| EXERCISE DATA |
◇ ◇ ◇
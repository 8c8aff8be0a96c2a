//! Broker relay between paired devices.
//!
//! The relay bridges a fixed set of local event names to the peer device
//! through a publish/subscribe broker. A device plays one [`Role`]; it
//! publishes on the peer's topic namespace (`<peer>/<event>`) and listens on
//! its own (`<role>/<event>`). Events received from the broker re-enter the
//! local bus marked [`Origin::Remote`] and are never forwarded again.
//!
//! Every successful connection starts from a clean slate: all previous
//! subscriptions are dropped and exactly the configured inbound list is
//! subscribed. Lost connections are retried at a fixed interval until the
//! relay is stopped.

mod broker;
mod memory;
mod mqtt;

use std::collections::BTreeSet;
use std::fmt;
use std::sync::{Arc, Mutex, MutexGuard, PoisonError};
use std::time::Duration;

use bytes::Bytes;
use tokio::sync::watch;
use tokio::task::JoinHandle;

use crate::error::Result;
use crate::event::{Event, EventDispatcher, EventFilter, Origin, Subscription, names};

pub use broker::{Broker, BrokerMessage, WILDCARD_ALL, topic_matches};
pub use memory::{MemoryBroker, MemoryHub};
pub use mqtt::{
    DEFAULT_CLIENT_ID_PREFIX, DEFAULT_KEEP_ALIVE, DEFAULT_PORT, DEFAULT_REQUEST_CAPACITY,
    MqttBroker, MqttConfig, ephemeral_client_id,
};

/// Default delay between reconnect attempts.
pub const DEFAULT_RETRY_INTERVAL: Duration = Duration::from_millis(500);

/// Which end of the pair this device is.
#[derive(Debug, Clone, Copy, PartialEq, Eq, Hash)]
pub enum Role {
    /// The device mounted in the craft, driving the servos.
    Craft,
    /// The handheld device the pilot uses.
    Controller,
}

impl Role {
    /// Returns the peer's role.
    #[must_use]
    pub const fn opposite(self) -> Self {
        match self {
            Self::Craft => Self::Controller,
            Self::Controller => Self::Craft,
        }
    }

    /// Returns the topic namespace of this role.
    #[must_use]
    pub const fn as_str(self) -> &'static str {
        match self {
            Self::Craft => "craft",
            Self::Controller => "controller",
        }
    }
}

impl fmt::Display for Role {
    fn fmt(&self, f: &mut fmt::Formatter<'_>) -> fmt::Result {
        f.write_str(self.as_str())
    }
}

/// Topic an outbound event is published on: the peer's namespace.
#[must_use]
pub fn outbound_topic(role: Role, name: &str) -> String {
    format!("{}/{name}", role.opposite())
}

/// Topic an inbound event is received on: this role's namespace.
#[must_use]
pub fn inbound_topic(role: Role, name: &str) -> String {
    format!("{role}/{name}")
}

/// Extracts the event name from a topic in this role's namespace.
#[must_use]
pub fn event_name(role: Role, topic: &str) -> Option<&str> {
    topic
        .strip_prefix(role.as_str())
        .and_then(|rest| rest.strip_prefix('/'))
        .filter(|name| !name.is_empty())
}

/// Connection state of the relay.
#[derive(Debug, Clone, Copy, PartialEq, Eq)]
pub enum RelayState {
    /// Not running, or stopped.
    Disconnected,
    /// First connection attempt in progress.
    Connecting,
    /// Connected and bridging events.
    Connected,
    /// Waiting to retry after a failure or lost connection.
    Reconnecting,
}

impl fmt::Display for RelayState {
    fn fmt(&self, f: &mut fmt::Formatter<'_>) -> fmt::Result {
        let s = match self {
            Self::Disconnected => "disconnected",
            Self::Connecting => "connecting",
            Self::Connected => "connected",
            Self::Reconnecting => "reconnecting",
        };
        f.write_str(s)
    }
}

/// Configuration for a [`Relay`].
#[derive(Debug, Clone)]
pub struct RelayConfig {
    /// Role of this device.
    pub role: Role,
    /// Local event names forwarded to the peer.
    pub outbound: Vec<String>,
    /// Event names accepted from the peer.
    pub inbound: Vec<String>,
    /// Delay between reconnect attempts.
    pub retry_interval: Duration,
}

impl RelayConfig {
    /// Creates a configuration with empty event lists.
    #[must_use]
    pub const fn new(role: Role) -> Self {
        Self {
            role,
            outbound: Vec::new(),
            inbound: Vec::new(),
            retry_interval: DEFAULT_RETRY_INTERVAL,
        }
    }

    /// Default configuration for the craft: telemetry, device state and the
    /// coalesced channel values go out, servo commands come in.
    #[must_use]
    pub fn craft() -> Self {
        Self::new(Role::Craft)
            .outbound(&[
                names::TELEMETRY,
                names::DEVICE_PACKET,
                names::DEVICE_READY,
                names::DEVICE_ERROR,
                names::DEVICE_FAULT,
                names::DEVICE_CONNECTION,
                names::CHANNEL_VALUES,
            ])
            .inbound(&[names::DEVICE_COMMAND])
    }

    /// Default configuration for the controller: the mirror of [`Self::craft`].
    #[must_use]
    pub fn controller() -> Self {
        let craft = Self::craft();
        Self {
            role: Role::Controller,
            outbound: craft.inbound,
            inbound: craft.outbound,
            retry_interval: craft.retry_interval,
        }
    }

    /// Sets the outbound event names.
    #[must_use]
    pub fn outbound(mut self, names: &[&str]) -> Self {
        self.outbound = names.iter().map(|n| (*n).to_owned()).collect();
        self
    }

    /// Sets the inbound event names.
    #[must_use]
    pub fn inbound(mut self, names: &[&str]) -> Self {
        self.inbound = names.iter().map(|n| (*n).to_owned()).collect();
        self
    }

    /// Sets the reconnect interval.
    #[must_use]
    pub const fn retry_interval(mut self, interval: Duration) -> Self {
        self.retry_interval = interval;
        self
    }

    /// Topics subscribed on every connection.
    #[must_use]
    pub fn inbound_topics(&self) -> BTreeSet<String> {
        self.inbound
            .iter()
            .map(|name| inbound_topic(self.role, name))
            .collect()
    }
}

type Subscriptions = Arc<Mutex<BTreeSet<String>>>;

fn lock(subscriptions: &Subscriptions) -> MutexGuard<'_, BTreeSet<String>> {
    subscriptions.lock().unwrap_or_else(PoisonError::into_inner)
}

/// Handle to a running relay.
///
/// Dropping the handle stops the relay without waiting for it to
/// unsubscribe; use [`Relay::stop`] for an orderly shutdown.
pub struct Relay {
    role: Role,
    state: watch::Receiver<RelayState>,
    subscriptions: Subscriptions,
    shutdown: watch::Sender<bool>,
    task: Option<JoinHandle<()>>,
}

impl Relay {
    /// Starts the relay on the current runtime.
    pub fn start<B>(config: RelayConfig, broker: B, dispatcher: EventDispatcher) -> Self
    where
        B: Broker + 'static,
    {
        let (state_tx, state_rx) = watch::channel(RelayState::Connecting);
        let (shutdown_tx, shutdown_rx) = watch::channel(false);
        let subscriptions = Subscriptions::default();
        let role = config.role;

        let session = Session {
            config,
            broker,
            dispatcher,
            state: state_tx,
            subscriptions: subscriptions.clone(),
            connected: false,
        };
        let task = tokio::spawn(session.run(shutdown_rx));

        Self {
            role,
            state: state_rx,
            subscriptions,
            shutdown: shutdown_tx,
            task: Some(task),
        }
    }

    /// Returns the role of this relay.
    #[must_use]
    pub const fn role(&self) -> Role {
        self.role
    }

    /// Returns the current state.
    #[must_use]
    pub fn state(&self) -> RelayState {
        *self.state.borrow()
    }

    /// Returns true while connected and bridging.
    #[must_use]
    pub fn is_connected(&self) -> bool {
        self.state() == RelayState::Connected
    }

    /// Returns a receiver for state changes.
    #[must_use]
    pub fn watch_state(&self) -> watch::Receiver<RelayState> {
        self.state.clone()
    }

    /// Waits until the relay reaches `state`.
    ///
    /// Returns false if the timeout expires first.
    pub async fn wait_for_state(&self, state: RelayState, timeout: Duration) -> bool {
        let mut rx = self.state.clone();
        tokio::time::timeout(timeout, rx.wait_for(|s| *s == state))
            .await
            .is_ok_and(|r| r.is_ok())
    }

    /// Returns the topics subscribed in the current session.
    #[must_use]
    pub fn subscriptions(&self) -> BTreeSet<String> {
        lock(&self.subscriptions).clone()
    }

    /// Stops the relay: unsubscribes, disconnects, and waits for the task.
    pub async fn stop(&mut self) {
        let _ = self.shutdown.send(true);
        if let Some(task) = self.task.take() {
            let _ = task.await;
        }
    }
}

impl Drop for Relay {
    fn drop(&mut self) {
        let _ = self.shutdown.send(true);
    }
}

enum Exit {
    Shutdown,
    Lost,
}

struct Session<B> {
    config: RelayConfig,
    broker: B,
    dispatcher: EventDispatcher,
    state: watch::Sender<RelayState>,
    subscriptions: Subscriptions,
    connected: bool,
}

impl<B: Broker> Session<B> {
    async fn run(mut self, mut shutdown: watch::Receiver<bool>) {
        let role = self.config.role;
        loop {
            if *shutdown.borrow() {
                break;
            }

            let attempt = tokio::select! {
                biased;
                _ = shutdown.changed() => break,
                result = self.open() => result,
            };

            match attempt {
                Ok(()) => {
                    tracing::info!("relay connected as {role}");
                    // Subscribe before announcing the connection so replies
                    // to `relay_connection` are bridged
                    let local = self.local_events();
                    self.set_connected(true);
                    match self.bridge(local, &mut shutdown).await {
                        Exit::Shutdown => break,
                        Exit::Lost => {
                            self.state.send_replace(RelayState::Reconnecting);
                            self.set_connected(false);
                        }
                    }
                }
                Err(e) => tracing::warn!("relay connect failed: {e}"),
            }

            self.state.send_replace(RelayState::Reconnecting);
            tokio::select! {
                biased;
                _ = shutdown.changed() => break,
                () = tokio::time::sleep(self.config.retry_interval) => {}
            }
        }

        self.close().await;
    }

    /// Connects and replaces every subscription with the inbound list.
    async fn open(&mut self) -> Result<()> {
        self.broker.connect().await?;

        let stale: Vec<String> = std::mem::take(&mut *lock(&self.subscriptions))
            .into_iter()
            .collect();
        self.broker.unsubscribe(WILDCARD_ALL).await?;
        for topic in &stale {
            self.broker.unsubscribe(topic).await?;
        }

        for topic in self.config.inbound_topics() {
            self.broker.subscribe(&topic).await?;
            tracing::debug!("relay subscribed to {topic}");
            lock(&self.subscriptions).insert(topic);
        }
        Ok(())
    }

    fn local_events(&self) -> Subscription {
        self.dispatcher.subscribe(Some(EventFilter {
            names: Some(self.config.outbound.clone()),
            origin: Some(Origin::Local),
        }))
    }

    /// Forwards events both ways until the connection drops or shutdown.
    async fn bridge(
        &mut self,
        mut local: Subscription,
        shutdown: &mut watch::Receiver<bool>,
    ) -> Exit {
        self.state.send_replace(RelayState::Connected);

        loop {
            tokio::select! {
                biased;
                _ = shutdown.changed() => return Exit::Shutdown,
                message = self.broker.next_message() => match message {
                    Ok(message) => self.deliver(message),
                    Err(e) => {
                        tracing::warn!("relay connection lost: {e}");
                        return Exit::Lost;
                    }
                },
                event = local.recv() => {
                    let Some(event) = event else {
                        return Exit::Shutdown;
                    };
                    if let Err(e) = self.forward(event).await {
                        tracing::warn!("relay publish failed: {e}");
                        return Exit::Lost;
                    }
                }
            }
        }
    }

    fn deliver(&self, message: BrokerMessage) {
        let role = self.config.role;
        let Some(name) = event_name(role, &message.topic) else {
            tracing::debug!("ignoring message on foreign topic {}", message.topic);
            return;
        };
        if !self.config.inbound.iter().any(|n| n == name) {
            tracing::debug!("ignoring unlisted inbound event {name}");
            return;
        }

        let payload = match String::from_utf8(message.payload.to_vec()) {
            Ok(text) if text.is_empty() => None,
            Ok(text) => Some(text),
            Err(e) => {
                tracing::warn!("dropping non-text payload on {}: {e}", message.topic);
                return;
            }
        };

        tracing::trace!("relay received {name}");
        self.dispatcher.dispatch(Event {
            name: name.to_owned(),
            payload,
            origin: Origin::Remote,
        });
    }

    async fn forward(&mut self, event: Event) -> Result<()> {
        let topic = outbound_topic(self.config.role, &event.name);
        let payload = event.payload.map(Bytes::from).unwrap_or_default();
        tracing::trace!("relay publishing {topic}");
        self.broker.publish(&topic, payload).await
    }

    fn set_connected(&mut self, connected: bool) {
        if self.connected != connected {
            self.connected = connected;
            self.dispatcher
                .dispatch(Event::connection(names::RELAY_CONNECTION, connected));
        }
    }

    async fn close(&mut self) {
        if self.connected {
            let topics = std::mem::take(&mut *lock(&self.subscriptions));
            for topic in &topics {
                if let Err(e) = self.broker.unsubscribe(topic).await {
                    tracing::debug!("unsubscribe {topic} on shutdown failed: {e}");
                }
            }
            if let Err(e) = self.broker.disconnect().await {
                tracing::debug!("disconnect on shutdown failed: {e}");
            }
            self.set_connected(false);
        } else {
            lock(&self.subscriptions).clear();
            let _ = self.broker.disconnect().await;
        }
        self.state.send_replace(RelayState::Disconnected);
        tracing::info!("relay stopped");
    }
}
◇ ◇ ◇
The reply should hold only the lines from the beginning of the listing to the line with "mod memory;", both ends included, unchanged.

repository 8c8aff8be0a96c2a
//! Broker relay between paired devices.
//!
//! The relay bridges a fixed set of local event names to the peer device
//! through a publish/subscribe broker. A device plays one [`Role`]; it
//! publishes on the peer's topic namespace (`<peer>/<event>`) and listens on
//! its own (`<role>/<event>`). Events received from the broker re-enter the
//! local bus marked [`Origin::Remote`] and are never forwarded again.
//!
//! Every successful connection starts from a clean slate: all previous
//! subscriptions are dropped and exactly the configured inbound list is
//! subscribed. Lost connections are retried at a fixed interval until the
//! relay is stopped.

mod broker;
mod memory;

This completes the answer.